| EXERCISE DIRECTIONS |
Set down the entries once more, exactly as they are written.

*** Opening of RECORDS PROVIDED ***

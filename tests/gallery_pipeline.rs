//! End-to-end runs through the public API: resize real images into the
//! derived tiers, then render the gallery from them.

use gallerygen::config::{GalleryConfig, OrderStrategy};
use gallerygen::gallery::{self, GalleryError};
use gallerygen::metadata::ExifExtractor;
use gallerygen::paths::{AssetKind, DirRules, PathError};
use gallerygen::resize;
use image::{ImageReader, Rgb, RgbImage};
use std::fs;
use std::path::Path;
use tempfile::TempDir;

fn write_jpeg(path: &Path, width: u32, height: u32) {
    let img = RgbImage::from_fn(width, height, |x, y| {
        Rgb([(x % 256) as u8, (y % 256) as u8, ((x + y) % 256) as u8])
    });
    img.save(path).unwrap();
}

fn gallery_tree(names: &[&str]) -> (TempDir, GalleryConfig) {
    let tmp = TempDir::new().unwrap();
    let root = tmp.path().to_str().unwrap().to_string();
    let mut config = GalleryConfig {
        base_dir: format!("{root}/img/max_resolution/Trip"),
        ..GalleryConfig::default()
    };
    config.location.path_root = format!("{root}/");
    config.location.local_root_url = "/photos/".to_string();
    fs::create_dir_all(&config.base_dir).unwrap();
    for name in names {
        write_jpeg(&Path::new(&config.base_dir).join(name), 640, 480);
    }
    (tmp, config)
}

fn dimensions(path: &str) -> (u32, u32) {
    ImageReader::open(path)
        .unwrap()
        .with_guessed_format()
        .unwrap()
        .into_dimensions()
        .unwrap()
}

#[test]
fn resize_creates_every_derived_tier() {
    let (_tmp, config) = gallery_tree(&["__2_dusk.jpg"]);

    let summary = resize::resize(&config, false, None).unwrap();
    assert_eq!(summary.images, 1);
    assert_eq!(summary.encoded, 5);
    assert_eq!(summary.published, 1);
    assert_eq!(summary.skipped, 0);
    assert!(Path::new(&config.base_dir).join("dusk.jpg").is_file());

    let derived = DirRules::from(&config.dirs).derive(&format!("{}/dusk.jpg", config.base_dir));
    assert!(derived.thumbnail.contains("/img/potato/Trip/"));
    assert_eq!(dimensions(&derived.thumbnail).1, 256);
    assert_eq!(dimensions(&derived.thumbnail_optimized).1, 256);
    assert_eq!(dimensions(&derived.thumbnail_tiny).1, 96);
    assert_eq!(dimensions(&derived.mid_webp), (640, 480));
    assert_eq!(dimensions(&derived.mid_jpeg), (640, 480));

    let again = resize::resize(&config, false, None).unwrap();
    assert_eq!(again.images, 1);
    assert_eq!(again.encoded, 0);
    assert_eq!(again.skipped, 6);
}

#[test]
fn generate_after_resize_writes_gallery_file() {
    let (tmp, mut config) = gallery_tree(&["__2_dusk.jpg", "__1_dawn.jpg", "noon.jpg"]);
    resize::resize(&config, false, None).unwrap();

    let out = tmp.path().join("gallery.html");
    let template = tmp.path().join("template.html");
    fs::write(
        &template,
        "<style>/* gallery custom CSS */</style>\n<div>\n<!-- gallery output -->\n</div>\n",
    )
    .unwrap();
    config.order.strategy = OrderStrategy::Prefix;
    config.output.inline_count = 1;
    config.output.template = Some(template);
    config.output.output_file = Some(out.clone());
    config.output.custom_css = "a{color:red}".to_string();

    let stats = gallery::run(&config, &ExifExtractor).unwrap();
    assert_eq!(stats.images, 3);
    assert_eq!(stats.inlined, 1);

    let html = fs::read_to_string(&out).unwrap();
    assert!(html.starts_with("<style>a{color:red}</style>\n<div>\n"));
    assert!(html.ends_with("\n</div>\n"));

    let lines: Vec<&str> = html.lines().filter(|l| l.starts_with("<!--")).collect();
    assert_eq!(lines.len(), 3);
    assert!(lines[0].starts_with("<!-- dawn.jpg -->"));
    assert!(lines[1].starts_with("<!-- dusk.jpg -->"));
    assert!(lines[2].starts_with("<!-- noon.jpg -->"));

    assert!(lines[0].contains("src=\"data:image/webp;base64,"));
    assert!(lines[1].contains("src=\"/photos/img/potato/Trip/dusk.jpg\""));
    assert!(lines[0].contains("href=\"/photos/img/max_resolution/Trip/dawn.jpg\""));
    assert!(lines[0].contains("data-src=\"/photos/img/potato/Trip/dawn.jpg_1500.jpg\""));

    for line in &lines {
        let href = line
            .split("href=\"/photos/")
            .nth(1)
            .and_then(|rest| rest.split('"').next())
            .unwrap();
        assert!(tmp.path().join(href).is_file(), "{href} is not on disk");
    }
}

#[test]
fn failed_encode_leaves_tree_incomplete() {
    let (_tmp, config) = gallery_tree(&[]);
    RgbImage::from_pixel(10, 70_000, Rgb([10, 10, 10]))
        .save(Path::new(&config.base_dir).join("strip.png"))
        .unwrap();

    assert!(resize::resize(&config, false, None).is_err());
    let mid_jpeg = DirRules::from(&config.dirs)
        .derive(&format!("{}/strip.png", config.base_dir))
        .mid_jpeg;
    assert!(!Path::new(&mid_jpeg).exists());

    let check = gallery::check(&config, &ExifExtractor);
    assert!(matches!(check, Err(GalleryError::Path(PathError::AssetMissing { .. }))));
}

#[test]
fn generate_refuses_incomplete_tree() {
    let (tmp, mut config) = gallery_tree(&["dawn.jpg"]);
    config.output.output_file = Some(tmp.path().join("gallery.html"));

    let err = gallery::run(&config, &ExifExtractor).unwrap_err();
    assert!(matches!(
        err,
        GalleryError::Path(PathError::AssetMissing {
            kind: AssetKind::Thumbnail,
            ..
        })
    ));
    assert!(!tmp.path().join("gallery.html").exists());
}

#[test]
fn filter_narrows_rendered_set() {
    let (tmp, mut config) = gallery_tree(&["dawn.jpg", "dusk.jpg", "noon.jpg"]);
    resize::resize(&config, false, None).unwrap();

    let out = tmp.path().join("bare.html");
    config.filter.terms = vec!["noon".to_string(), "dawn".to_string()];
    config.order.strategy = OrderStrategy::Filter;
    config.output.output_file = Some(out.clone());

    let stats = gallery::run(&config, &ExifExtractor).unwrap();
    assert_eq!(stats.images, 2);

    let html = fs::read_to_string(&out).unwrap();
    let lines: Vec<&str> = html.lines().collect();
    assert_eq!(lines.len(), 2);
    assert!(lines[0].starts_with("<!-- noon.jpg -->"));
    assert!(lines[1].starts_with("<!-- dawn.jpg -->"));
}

*** Close of RECORDS PROVIDED ***

| SOLUTION TO THE PROBLEM |
filename tests/gallery_pipeline.rs
//! End-to-end runs through the public API: resize real images into the
//! derived tiers, then render the gallery from them.

use gallerygen::config::{GalleryConfig, OrderStrategy};
use gallerygen::gallery::{self, GalleryError};
use gallerygen::metadata::ExifExtractor;
use gallerygen::paths::{AssetKind, DirRules, PathError};
use gallerygen::resize;
use image::{ImageReader, Rgb, RgbImage};
use std::fs;
use std::path::Path;
use tempfile::TempDir;

fn write_jpeg(path: &Path, width: u32, height: u32) {
    let img = RgbImage::from_fn(width, height, |x, y| {
        Rgb([(x % 256) as u8, (y % 256) as u8, ((x + y) % 256) as u8])
    });
    img.save(path).unwrap();
}

fn gallery_tree(names: &[&str]) -> (TempDir, GalleryConfig) {
    let tmp = TempDir::new().unwrap();
    let root = tmp.path().to_str().unwrap().to_string();
    let mut config = GalleryConfig {
        base_dir: format!("{root}/img/max_resolution/Trip"),
        ..GalleryConfig::default()
    };
    config.location.path_root = format!("{root}/");
    config.location.local_root_url = "/photos/".to_string();
    fs::create_dir_all(&config.base_dir).unwrap();
    for name in names {
        write_jpeg(&Path::new(&config.base_dir).join(name), 640, 480);
    }
    (tmp, config)
}

fn dimensions(path: &str) -> (u32, u32) {
    ImageReader::open(path)
        .unwrap()
        .with_guessed_format()
        .unwrap()
        .into_dimensions()
        .unwrap()
}

#[test]
fn resize_creates_every_derived_tier() {
    let (_tmp, config) = gallery_tree(&["__2_dusk.jpg"]);

    let summary = resize::resize(&config, false, None).unwrap();
    assert_eq!(summary.images, 1);
    assert_eq!(summary.encoded, 5);
    assert_eq!(summary.published, 1);
    assert_eq!(summary.skipped, 0);
    assert!(Path::new(&config.base_dir).join("dusk.jpg").is_file());

    let derived = DirRules::from(&config.dirs).derive(&format!("{}/dusk.jpg", config.base_dir));
    assert!(derived.thumbnail.contains("/img/potato/Trip/"));
    assert_eq!(dimensions(&derived.thumbnail).1, 256);
    assert_eq!(dimensions(&derived.thumbnail_optimized).1, 256);
    assert_eq!(dimensions(&derived.thumbnail_tiny).1, 96);
    assert_eq!(dimensions(&derived.mid_webp), (640, 480));
    assert_eq!(dimensions(&derived.mid_jpeg), (640, 480));

    let again = resize::resize(&config, false, None).unwrap();
    assert_eq!(again.images, 1);
    assert_eq!(again.encoded, 0);
    assert_eq!(again.skipped, 6);
}

#[test]
fn generate_after_resize_writes_gallery_file() {
    let (tmp, mut config) = gallery_tree(&["__2_dusk.jpg", "__1_dawn.jpg", "noon.jpg"]);
    resize::resize(&config, false, None).unwrap();

    let out = tmp.path().join("gallery.html");
    let template = tmp.path().join("template.html");
    fs::write(
        &template,
        "<style>/* gallery custom CSS */</style>\n<div>\n<!-- gallery output -->\n</div>\n",
    )
    .unwrap();
    config.order.strategy = OrderStrategy::Prefix;
    config.output.inline_count = 1;
    config.output.template = Some(template);
    config.output.output_file = Some(out.clone());
    config.output.custom_css = "a{color:red}".to_string();

    let stats = gallery::run(&config, &ExifExtractor).unwrap();
    assert_eq!(stats.images, 3);
    assert_eq!(stats.inlined, 1);

    let html = fs::read_to_string(&out).unwrap();
    assert!(html.starts_with("<style>a{color:red}</style>\n<div>\n"));
    assert!(html.ends_with("\n</div>\n"));

    let lines: Vec<&str> = html.lines().filter(|l| l.starts_with("<!--")).collect();
    assert_eq!(lines.len(), 3);
    assert!(lines[0].starts_with("<!-- dawn.jpg -->"));
    assert!(lines[1].starts_with("<!-- dusk.jpg -->"));
    assert!(lines[2].starts_with("<!-- noon.jpg -->"));

    assert!(lines[0].contains("src=\"data:image/webp;base64,"));
    assert!(lines[1].contains("src=\"/photos/img/potato/Trip/dusk.jpg\""));
    assert!(lines[0].contains("href=\"/photos/img/max_resolution/Trip/dawn.jpg\""));
    assert!(lines[0].contains("data-src=\"/photos/img/potato/Trip/dawn.jpg_1500.jpg\""));

    for line in &lines {
        let href = line
            .split("href=\"/photos/")
            .nth(1)
            .and_then(|rest| rest.split('"').next())
            .unwrap();
        assert!(tmp.path().join(href).is_file(), "{href} is not on disk");
    }
}

#[test]
fn failed_encode_leaves_tree_incomplete() {
    let (_tmp, config) = gallery_tree(&[]);
    RgbImage::from_pixel(10, 70_000, Rgb([10, 10, 10]))
        .save(Path::new(&config.base_dir).join("strip.png"))
        .unwrap();

    assert!(resize::resize(&config, false, None).is_err());
    let mid_jpeg = DirRules::from(&config.dirs)
        .derive(&format!("{}/strip.png", config.base_dir))
        .mid_jpeg;
    assert!(!Path::new(&mid_jpeg).exists());

    let check = gallery::check(&config, &ExifExtractor);
    assert!(matches!(check, Err(GalleryError::Path(PathError::AssetMissing { .. }))));
}

#[test]
fn generate_refuses_incomplete_tree() {
    let (tmp, mut config) = gallery_tree(&["dawn.jpg"]);
    config.output.output_file = Some(tmp.path().join("gallery.html"));

    let err = gallery::run(&config, &ExifExtractor).unwrap_err();
    assert!(matches!(
        err,
        GalleryError::Path(PathError::AssetMissing {
            kind: AssetKind::Thumbnail,
            ..
        })
    ));
    assert!(!tmp.path().join("gallery.html").exists());
}

#[test]
fn filter_narrows_rendered_set() {
    let (tmp, mut config) = gallery_tree(&["dawn.jpg", "dusk.jpg", "noon.jpg"]);
    resize::resize(&config, false, None).unwrap();

    let out = tmp.path().join("bare.html");
    config.filter.terms = vec!["noon".to_string(), "dawn".to_string()];
    config.order.strategy = OrderStrategy::Filter;
    config.output.output_file = Some(out.clone());

    let stats = gallery::run(&config, &ExifExtractor).unwrap();
    assert_eq!(stats.images, 2);

    let html = fs::read_to_string(&out).unwrap();
    let lines: Vec<&str> = html.lines().collect();
    assert_eq!(lines.len(), 2);
    assert!(lines[0].starts_with("<!-- noon.jpg -->"));
    assert!(lines[1].starts_with("<!-- dawn.jpg -->"));
}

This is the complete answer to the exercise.